Inside, the hut was pretty packed, and the beds, such as they were, consisted of a futon on the floor, and a futon for a blanket. I'd carried up some bread and jam for everyone, so we tore open the bag and sat around eating that and relaxing. The plan was to wake up at 4 and finish the rest of the climb, which was only a couple hundred meters. During the night, however, the student I'd been climbing with, she felt sick, and I grabbed the first thing I could find, the bag for the bread, and she puked into that. I'd completely forgotten about the hole in the bag, and for some reason, she had leaned over on my bed to puke. The bottom futon was covered in her puke, and the staff came over, saw it, and took it away, leaving me sleeping on the wooden floor.

When it was time to go up to the summit, I was shaking so badly from cold that, as the others got up to finish the climb, I just rolled into one of their (still warm) futons and went back to sleep.
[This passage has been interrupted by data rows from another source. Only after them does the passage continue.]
//! Study material endpoints

use std::sync::Arc;

use axum::{
    Json, Router,
    extract::{State, rejection::JsonRejection},
    routing::post,
};
use serde::Deserialize;

use crate::learning::{
    self, FlashcardRequest, FlashcardSet, LearnerProfile, PersonalizedRoadmap, RoadmapRequest,
    SlideDeck, SlideRequest, WeeklyRoadmap,
};

use super::error::ContentError;
use super::ApiState;

/// Build the content router
pub fn router(state: Arc<ApiState>) -> Router {
    Router::new()
        .route("/api/generate", post(slides))
        .route("/api/flashcards", post(flashcards))
        .route("/api/roadmap", post(weekly_roadmap))
        .route("/api/generate-roadmap", post(personalized_roadmap))
        .with_state(state)
}

fn ensure_configured(state: &ApiState) -> Result<(), ContentError> {
    if state.llm.is_configured() {
        Ok(())
    } else {
        Err(ContentError::NotConfigured)
    }
}

async fn slides(
    State(state): State<Arc<ApiState>>,
    payload: Result<Json<SlideRequest>, JsonRejection>,
) -> Result<Json<SlideDeck>, ContentError> {
    ensure_configured(&state)?;
    let Json(request) = payload?;
    Ok(Json(learning::generate_slides(&state.llm, &request).await?))
}

async fn flashcards(
    State(state): State<Arc<ApiState>>,
    payload: Result<Json<FlashcardRequest>, JsonRejection>,
) -> Result<Json<FlashcardSet>, ContentError> {
    ensure_configured(&state)?;
    let Json(request) = payload?;
    Ok(Json(learning::generate_flashcards(&state.llm, &request).await?))
}

async fn weekly_roadmap(
    State(state): State<Arc<ApiState>>,
    payload: Result<Json<RoadmapRequest>, JsonRejection>,
) -> Result<Json<WeeklyRoadmap>, ContentError> {
    ensure_configured(&state)?;
    let Json(request) = payload?;
    Ok(Json(learning::generate_weekly_roadmap(&state.llm, &request).await?))
}

/// Body of a personalized roadmap request
#[derive(Debug, Deserialize)]
pub struct PersonalizedRoadmapRequest {
    #[serde(default)]
    pub profile: LearnerProfile,
    #[serde(default)]
    pub language: Option<String>,
}

async fn personalized_roadmap(
    State(state): State<Arc<ApiState>>,
    payload: Result<Json<PersonalizedRoadmapRequest>, JsonRejection>,
) -> Result<Json<PersonalizedRoadmap>, ContentError> {
    ensure_configured(&state)?;
    let Json(request) = payload?;
    let language = request.language.as_deref().unwrap_or("en");
    Ok(Json(
        learning::generate_personalized_roadmap(&state.llm, &request.profile, language).await?,
    ))
}
//! HTTP API server for the VidyaMitra gateway

pub mod chat;
pub mod content;
pub mod error;
pub mod health;
pub mod rate_limit;
pub mod tts;

use std::sync::Arc;

use axum::Router;
use tokio::net::TcpListener;
use tower_http::cors::{Any, CorsLayer};
use tower_http::trace::TraceLayer;

use crate::config::Config;
use crate::llm::LlmClient;
use crate::Result;
use crate::voice::RemoteTts;

/// Shared state for API handlers
pub struct ApiState {
    pub llm: Arc<LlmClient>,
    /// Direct client for the upstream speech service
    pub tts: Arc<RemoteTts>,
    pub rate_limiter: Option<rate_limit::SharedLimiter>,
}

/// Configuration for building an API server
pub struct ApiServerBuilder {
    llm: Arc<LlmClient>,
    tts: Arc<RemoteTts>,
    port: u16,
    rate_limit: Option<u32>,
}

impl ApiServerBuilder {
    /// Create a new API server builder
    #[must_use]
    pub const fn new(llm: Arc<LlmClient>, tts: Arc<RemoteTts>, port: u16) -> Self {
        Self {
            llm,
            tts,
            port,
            rate_limit: None,
        }
    }

    /// Build from loaded configuration
    ///
    /// # Errors
    ///
    /// Returns error if an HTTP client cannot be constructed
    pub fn from_config(config: &Config) -> Result<Self> {
        let llm = Arc::new(LlmClient::from_config(&config.llm)?);
        let tts = Arc::new(RemoteTts::upstream(
            config.voice.tts_upstream_url.clone(),
            config.voice.tts_timeout,
        )?);

        Ok(Self::new(llm, tts, config.api_server.port).rate_limit(config.api_server.rate_limit))
    }

    /// Requests per minute across all routes (`None` disables limiting)
    #[must_use]
    pub const fn rate_limit(mut self, requests_per_minute: Option<u32>) -> Self {
        self.rate_limit = requests_per_minute;
        self
    }

    /// Build the API server
    #[must_use]
    pub fn build(self) -> ApiServer {
        let rate_limiter = self.rate_limit.map(rate_limit::create_limiter);

        let state = Arc::new(ApiState {
            llm: self.llm,
            tts: self.tts,
            rate_limiter,
        });

        ApiServer {
            state,
            port: self.port,
        }
    }
}

/// HTTP API server
pub struct ApiServer {
    state: Arc<ApiState>,
    port: u16,
}

impl ApiServer {
    /// Port the server binds to
    #[must_use]
    pub const fn port(&self) -> u16 {
        self.port
    }

    /// Completion client shared by the AI routes
    #[must_use]
    pub fn llm(&self) -> &Arc<LlmClient> {
        &self.state.llm
    }

    /// Build the router with all routes
    pub fn router(&self) -> Router {
        let router = Router::new()
            .merge(tts::router(self.state.clone()))
            .merge(chat::router(self.state.clone()))
            .merge(content::router(self.state.clone()))
            .merge(health::status_router(self.state.clone()))
            .merge(health::router());

        let router = router.layer(axum::middleware::from_fn_with_state(
            self.state.clone(),
            rate_limit::rate_limit_middleware,
        ));

        // Browser frontends call from another origin
        let cors = CorsLayer::new()
            .allow_origin(Any)
            .allow_methods(Any)
            .allow_headers(Any);

        router.layer(cors).layer(TraceLayer::new_for_http())
    }

    /// Run the API server
    ///
    /// # Errors
    ///
    /// Returns error if server fails to bind or run
    pub async fn run(self) -> Result<()> {
        if self.state.rate_limiter.is_some() {
            tracing::info!("rate limiting active");
        }
        if !self.state.llm.is_configured() {
            tracing::warn!("GROQ_API_KEY not set, AI routes will answer 503");
        }

        let addr = format!("0.0.0.0:{}", self.port);
        let listener = TcpListener::bind(&addr)
            .await
            .map_err(|e| crate::Error::Config(format!("failed to bind API server: {e}")))?;

        tracing::info!(port = self.port, "API server listening");

        axum::serve(listener, self.router())
            .await
            .map_err(|e| crate::Error::Config(format!("API server error: {e}")))?;

        Ok(())
    }

    /// Run the API server in a background task
    #[must_use]
    pub fn spawn(self) -> tokio::task::JoinHandle<Result<()>> {
        tokio::spawn(async move { self.run().await })
    }
}
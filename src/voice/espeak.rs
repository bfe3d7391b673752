//! On-device speech synthesis through the `espeak-ng` CLI
//!
//! `espeak-ng --stdout` renders WAV which is decoded with `hound` and played
//! through the shared [`AudioOutput`]. The installed voice list comes from
//! `espeak-ng --voices`.

use std::io::Cursor;
use std::process::Stdio;
use std::sync::atomic::{AtomicBool, Ordering};
use std::sync::{Arc, Mutex, PoisonError};
use std::time::Duration;

use async_trait::async_trait;
use tokio::process::Command;

use crate::{Error, Result};

use super::engine::{AudioClip, AudioOutput, PlaybackHandle, SpeechSynthesizer, VoiceInfo};

/// Maximum time to wait for espeak-ng to render or list voices
const ESPEAK_TIMEOUT: Duration = Duration::from_secs(30);

/// Default binary name
pub const DEFAULT_ESPEAK_BINARY: &str = "espeak-ng";

/// Speech synthesizer backed by `espeak-ng`
#[derive(Clone)]
pub struct EspeakSynthesizer {
    binary: String,
    output: Arc<dyn AudioOutput>,
    /// Bumped on every speak and cancel; renders finishing under an older
    /// ticket are discarded instead of played
    generation: Arc<Mutex<u64>>,
    /// Pause requested for the current utterance, possibly before its
    /// render finished
    paused: Arc<AtomicBool>,
}

impl EspeakSynthesizer {
    /// Create a synthesizer that plays through `output`
    #[must_use]
    pub fn new(binary: impl Into<String>, output: Arc<dyn AudioOutput>) -> Self {
        Self {
            binary: binary.into(),
            output,
            generation: Arc::new(Mutex::new(0)),
            paused: Arc::new(AtomicBool::new(false)),
        }
    }

    /// Render text to mono samples without playing it
    ///
    /// # Errors
    ///
    /// Returns error if espeak-ng is missing, fails, or times out
    pub async fn render(&self, text: &str, locale: &str) -> Result<(Vec<f32>, u32)> {
        let voice = espeak_voice(locale);
        let mut command = Command::new(&self.binary);
        command
            .arg("--stdout")
            .arg("-v")
            .arg(&voice)
            .arg(text)
            .stdout(Stdio::piped())
            .stderr(Stdio::piped())
            .kill_on_drop(true);

        let output = run_with_timeout(&mut command, &self.binary).await?;
        tracing::debug!(voice, bytes = output.len(), "espeak render complete");
        decode_wav(&output)
    }
}

#[async_trait]
impl SpeechSynthesizer for EspeakSynthesizer {
    async fn voices(&self) -> Vec<VoiceInfo> {
        let mut command = Command::new(&self.binary);
        command
            .arg("--voices")
            .stdout(Stdio::piped())
            .stderr(Stdio::piped())
            .kill_on_drop(true);

        match run_with_timeout(&mut command, &self.binary).await {
            Ok(stdout) => parse_voice_list(&String::from_utf8_lossy(&stdout)),
            Err(e) => {
                tracing::warn!(error = %e, "could not list espeak voices");
                Vec::new()
            }
        }
    }

    fn speak(&self, text: &str, locale: &str) -> PlaybackHandle {
        let ticket = {
            let mut generation = self.generation.lock().unwrap_or_else(PoisonError::into_inner);
            *generation += 1;
            self.paused.store(false, Ordering::SeqCst);
            *generation
        };

        let (done, handle) = PlaybackHandle::channel();
        let this = self.clone();
        let text = text.to_string();
        let locale = locale.to_string();

        tokio::spawn(async move {
            let result = match this.render(&text, &locale).await {
                Ok((samples, sample_rate)) => {
                    let playing = {
                        let generation =
                            this.generation.lock().unwrap_or_else(PoisonError::into_inner);
                        (*generation == ticket).then(|| {
                            let handle = this.output.start(AudioClip::Pcm {
                                samples,
                                sample_rate,
                            });
                            if this.paused.load(Ordering::SeqCst) {
                                this.output.pause();
                            }
                            handle
                        })
                    };
                    match playing {
                        Some(handle) => handle.finished().await,
                        None => Ok(()),
                    }
                }
                Err(e) => Err(e),
            };
            let _ = done.send(result);
        });

        handle
    }

    fn pause(&self) {
        self.paused.store(true, Ordering::SeqCst);
        self.output.pause();
    }

    fn resume(&self) {
        self.paused.store(false, Ordering::SeqCst);
        self.output.resume();
    }

    fn cancel(&self) {
        let mut generation = self.generation.lock().unwrap_or_else(PoisonError::into_inner);
        *generation += 1;
        self.paused.store(false, Ordering::SeqCst);
        self.output.stop();
    }
}

async fn run_with_timeout(command: &mut Command, binary: &str) -> Result<Vec<u8>> {
    let child = command
        .spawn()
        .map_err(|e| Error::Tts(format!("failed to spawn {binary}: {e}")))?;

    let output = tokio::time::timeout(ESPEAK_TIMEOUT, child.wait_with_output())
        .await
        .map_err(|_| {
            Error::Tts(format!(
                "{binary} timed out after {} seconds",
                ESPEAK_TIMEOUT.as_secs()
            ))
        })?
        .map_err(|e| Error::Tts(format!("failed to wait for {binary}: {e}")))?;

    if !output.status.success() {
        let stderr = String::from_utf8_lossy(&output.stderr);
        return Err(Error::Tts(format!("{binary} failed: {stderr}")));
    }

    Ok(output.stdout)
}

/// Map a locale tag (`hi-IN`) to an espeak voice name (`hi`)
fn espeak_voice(locale: &str) -> String {
    locale
        .split(['-', '_'])
        .next()
        .unwrap_or(locale)
        .to_ascii_lowercase()
}

/// Decode espeak's WAV output
///
/// When writing to a pipe espeak cannot seek back to patch the data length,
/// so samples are read until the stream runs out rather than trusting the header.
fn decode_wav(bytes: &[u8]) -> Result<(Vec<f32>, u32)> {
    let mut reader = hound::WavReader::new(Cursor::new(bytes))
        .map_err(|e| Error::Tts(format!("invalid WAV from espeak: {e}")))?;
    let sample_rate = reader.spec().sample_rate;

    let samples = reader
        .samples::<i16>()
        .map_while(std::result::Result::ok)
        .map(|s| f32::from(s) / 32768.0)
        .collect();

    Ok((samples, sample_rate))
}

/// Parse the table printed by `espeak-ng --voices`
///
/// ```text
/// Pty Language       Age/Gender VoiceName          File                 Other Languages
///  5  hi              --/M      Hindi              inc/hi
/// ```
fn parse_voice_list(listing: &str) -> Vec<VoiceInfo> {
    listing
        .lines()
        .skip(1)
        .filter_map(|line| {
            let mut columns = line.split_whitespace();
            let lang = columns.nth(1)?;
            let name = columns.nth(1)?;
            Some(VoiceInfo::new(name, lang))
        })
        .collect()
}
//! Narration driver
//!
//! [`Narrator`] is a cloneable handle to a single actor task that owns the
//! [`PlaybackController`]. Commands and backend completions are processed
//! one at a time on that task, so starting, stopping and advancing never
//! interleave. Spawned helper tasks only wait on backends and report back.

use std::sync::Arc;

use tokio::sync::{mpsc, oneshot, watch};
use tokio::task::AbortHandle;

use crate::language::Language;
use crate::{Error, Result};

use super::controller::{
    Action, BackendEvent, ChunkProgress, NarrationRequest, PlaybackController, PlaybackState,
    SessionId,
};
use super::engine::{AudioClip, AudioOutput, SpeechProxy, SpeechSynthesizer};
use super::selector::VoiceSelector;

/// Speech backends used by the narrator
#[derive(Clone)]
pub struct NarratorBackends {
    pub synthesizer: Arc<dyn SpeechSynthesizer>,
    pub proxy: Arc<dyn SpeechProxy>,
    pub output: Arc<dyn AudioOutput>,
}

/// Snapshot of narration state published to observers
#[derive(Debug, Clone, PartialEq, Eq, Default)]
pub struct PlaybackStatus {
    pub state: PlaybackState,
    pub session: Option<SessionId>,
    pub chunk: Option<ChunkProgress>,
    /// Why the last session ended early, if it failed
    pub error: Option<String>,
}

impl PlaybackStatus {
    #[must_use]
    pub fn is_speaking(&self) -> bool {
        self.state == PlaybackState::Speaking
    }

    #[must_use]
    pub fn is_paused(&self) -> bool {
        self.state == PlaybackState::Paused
    }
}

#[derive(Debug, Clone, Copy)]
enum Control {
    Pause,
    Resume,
    Stop,
}

enum Command {
    Speak {
        request: NarrationRequest,
        reply: oneshot::Sender<SessionId>,
    },
    Control {
        control: Control,
        reply: oneshot::Sender<()>,
    },
}

enum Completion {
    Fetched {
        session: SessionId,
        index: usize,
        audio: Vec<u8>,
    },
    Event(BackendEvent),
}

/// Handle for narrating text aloud
#[derive(Clone)]
pub struct Narrator {
    commands: mpsc::UnboundedSender<Command>,
    status: watch::Receiver<PlaybackStatus>,
}

impl Narrator {
    /// Spawn the narration actor on the current tokio runtime
    #[must_use]
    pub fn spawn(backends: NarratorBackends, selector: VoiceSelector, chunk_limit: usize) -> Self {
        let (commands_tx, commands_rx) = mpsc::unbounded_channel();
        let (completions_tx, completions_rx) = mpsc::unbounded_channel();
        let (status_tx, status_rx) = watch::channel(PlaybackStatus::default());

        let task = NarratorTask {
            controller: PlaybackController::new(chunk_limit),
            selector,
            backends,
            fetched: None,
            fetch_task: None,
            commands: commands_rx,
            completions_tx,
            completions: completions_rx,
            status: status_tx,
        };
        tokio::spawn(task.run());

        Self {
            commands: commands_tx,
            status: status_rx,
        }
    }

    /// Narrate `text` in `language`, replacing any active narration
    ///
    /// Returns the new session id, or `None` when the text had nothing
    /// speakable after sanitization.
    ///
    /// # Errors
    ///
    /// Returns error if the narration task has shut down
    pub async fn speak(&self, text: &str, language: Language) -> Result<Option<SessionId>> {
        let Some(request) = NarrationRequest::new(text, language) else {
            tracing::debug!("nothing to narrate after sanitizing");
            return Ok(None);
        };

        let (reply, rx) = oneshot::channel();
        self.send(Command::Speak { request, reply })?;
        rx.await.map(Some).map_err(|_| closed())
    }

    /// Pause the active narration
    ///
    /// # Errors
    ///
    /// Returns error if the narration task has shut down
    pub async fn pause(&self) -> Result<()> {
        self.control(Control::Pause).await
    }

    /// Resume a paused narration
    ///
    /// # Errors
    ///
    /// Returns error if the narration task has shut down
    pub async fn resume(&self) -> Result<()> {
        self.control(Control::Resume).await
    }

    /// Stop narration; a no-op when idle
    ///
    /// # Errors
    ///
    /// Returns error if the narration task has shut down
    pub async fn stop(&self) -> Result<()> {
        self.control(Control::Stop).await
    }

    /// Current status snapshot
    #[must_use]
    pub fn status(&self) -> PlaybackStatus {
        self.status.borrow().clone()
    }

    /// Watch status changes
    #[must_use]
    pub fn subscribe(&self) -> watch::Receiver<PlaybackStatus> {
        self.status.clone()
    }

    /// Wait until no narration is active
    ///
    /// # Errors
    ///
    /// Returns error if the narration task has shut down
    pub async fn wait_idle(&self) -> Result<PlaybackStatus> {
        let mut rx = self.status.clone();
        let status = rx
            .wait_for(|s| s.state == PlaybackState::Idle)
            .await
            .map_err(|_| closed())?;
        Ok(status.clone())
    }

    async fn control(&self, control: Control) -> Result<()> {
        let (reply, rx) = oneshot::channel();
        self.send(Command::Control { control, reply })?;
        rx.await.map_err(|_| closed())
    }

    fn send(&self, command: Command) -> Result<()> {
        self.commands.send(command).map_err(|_| closed())
    }
}

fn closed() -> Error {
    Error::Voice("narrator task has shut down".to_string())
}

struct NarratorTask {
    controller: PlaybackController,
    selector: VoiceSelector,
    backends: NarratorBackends,
    /// Audio fetched for the current chunk, waiting for a `Play` action
    fetched: Option<(SessionId, usize, Vec<u8>)>,
    fetch_task: Option<AbortHandle>,
    commands: mpsc::UnboundedReceiver<Command>,
    completions_tx: mpsc::UnboundedSender<Completion>,
    completions: mpsc::UnboundedReceiver<Completion>,
    status: watch::Sender<PlaybackStatus>,
}

impl NarratorTask {
    async fn run(mut self) {
        tracing::debug!("narrator started");

        loop {
            tokio::select! {
                command = self.commands.recv() => {
                    let Some(command) = command else { break };
                    self.handle_command(command).await;
                }
                Some(completion) = self.completions.recv() => {
                    self.handle_completion(completion);
                    self.publish();
                }
            }
        }

        let actions = self.controller.stop();
        self.perform(actions);
        self.publish();
        tracing::debug!("narrator stopped");
    }

    async fn handle_command(&mut self, command: Command) {
        match command {
            Command::Speak { request, reply } => {
                let route = self
                    .selector
                    .select_for(request.language(), self.backends.synthesizer.as_ref())
                    .await;
                let actions = self.controller.start(request, route);
                self.perform(actions);
                self.publish();

                if let Some(session) = self.controller.session() {
                    let _ = reply.send(session);
                }
            }
            Command::Control { control, reply } => {
                let actions = match control {
                    Control::Pause => self.controller.pause(),
                    Control::Resume => self.controller.resume(),
                    Control::Stop => self.controller.stop(),
                };
                self.perform(actions);
                self.publish();
                let _ = reply.send(());
            }
        }
    }

    fn handle_completion(&mut self, completion: Completion) {
        let event = match completion {
            Completion::Fetched {
                session,
                index,
                audio,
            } => {
                if self.controller.session() != Some(session) {
                    tracing::trace!(session = session.get(), index, "dropping audio for stale session");
                    return;
                }
                self.fetch_task = None;
                self.fetched = Some((session, index, audio));
                BackendEvent::ChunkFetched { session, index }
            }
            Completion::Event(event) => event,
        };

        let actions = self.controller.on_event(event);
        self.perform(actions);
    }

    fn perform(&mut self, actions: Vec<Action>) {
        for action in actions {
            tracing::trace!(?action, "narrator action");
            match action {
                Action::CancelSpeech => self.backends.synthesizer.cancel(),
                Action::StopAudio => {
                    if let Some(task) = self.fetch_task.take() {
                        task.abort();
                    }
                    self.fetched = None;
                    self.backends.output.stop();
                }
                Action::Speak {
                    session,
                    text,
                    locale,
                } => {
                    let handle = self.backends.synthesizer.speak(&text, locale);
                    let tx = self.completions_tx.clone();
                    tokio::spawn(async move {
                        let event = match handle.finished().await {
                            Ok(()) => BackendEvent::SpeechEnded { session },
                            Err(e) => BackendEvent::SpeechFailed {
                                session,
                                reason: e.to_string(),
                            },
                        };
                        let _ = tx.send(Completion::Event(event));
                    });
                }
                Action::Fetch {
                    session,
                    index,
                    text,
                    language,
                } => {
                    let proxy = Arc::clone(&self.backends.proxy);
                    let tx = self.completions_tx.clone();
                    let task = tokio::spawn(async move {
                        let completion = match proxy.fetch(&text, language).await {
                            Ok(audio) => Completion::Fetched {
                                session,
                                index,
                                audio,
                            },
                            Err(e) => Completion::Event(BackendEvent::ChunkFailed {
                                session,
                                index,
                                reason: e.to_string(),
                            }),
                        };
                        let _ = tx.send(completion);
                    });
                    self.fetch_task = Some(task.abort_handle());
                }
                Action::Play { session, index } => self.play(session, index),
                Action::PauseSpeech => self.backends.synthesizer.pause(),
                Action::ResumeSpeech => self.backends.synthesizer.resume(),
                Action::PauseAudio => self.backends.output.pause(),
                Action::ResumeAudio => self.backends.output.resume(),
            }
        }
    }

    fn play(&mut self, session: SessionId, index: usize) {
        let tx = self.completions_tx.clone();

        let audio = match self.fetched.take() {
            Some((s, i, audio)) if s == session && i == index => audio,
            _ => {
                let _ = tx.send(Completion::Event(BackendEvent::ChunkFailed {
                    session,
                    index,
                    reason: "chunk audio missing".to_string(),
                }));
                return;
            }
        };

        tracing::debug!(session = session.get(), index, bytes = audio.len(), "playing chunk");
        let handle = self.backends.output.start(AudioClip::Mpeg(audio));

        tokio::spawn(async move {
            let event = match handle.finished().await {
                Ok(()) => BackendEvent::ChunkEnded { session, index },
                Err(e) => BackendEvent::ChunkFailed {
                    session,
                    index,
                    reason: e.to_string(),
                },
            };
            let _ = tx.send(Completion::Event(event));
        });
    }

    fn publish(&self) {
        let next = PlaybackStatus {
            state: self.controller.state(),
            session: self.controller.session(),
            chunk: self.controller.progress(),
            error: self.controller.last_error().map(ToString::to_string),
        };
        self.status.send_if_modified(|current| {
            if *current == next {
                false
            } else {
                *current = next;
                true
            }
        });
    }
}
Fuji was brutal, and I doubt I'll ever climb it again. Once you get high enough, it's really just volcanic rock, rusty brown as far as the eye can see. There are, simply, nicer mountains to climb in Japan. Ookutama, which is about an hour an half past Shinjuku, has tons of great hiking and climbing trails. In the end, the best thing about Fuji was the loose dirt trail next to the ascent trail. It's a long stream of switchbacks, and the loose dirt allows you to literally run down the mountain. It was glorious, ten foot long strides, turning in air to plant at the next switchback so you can keep running. Easily the best part, for me.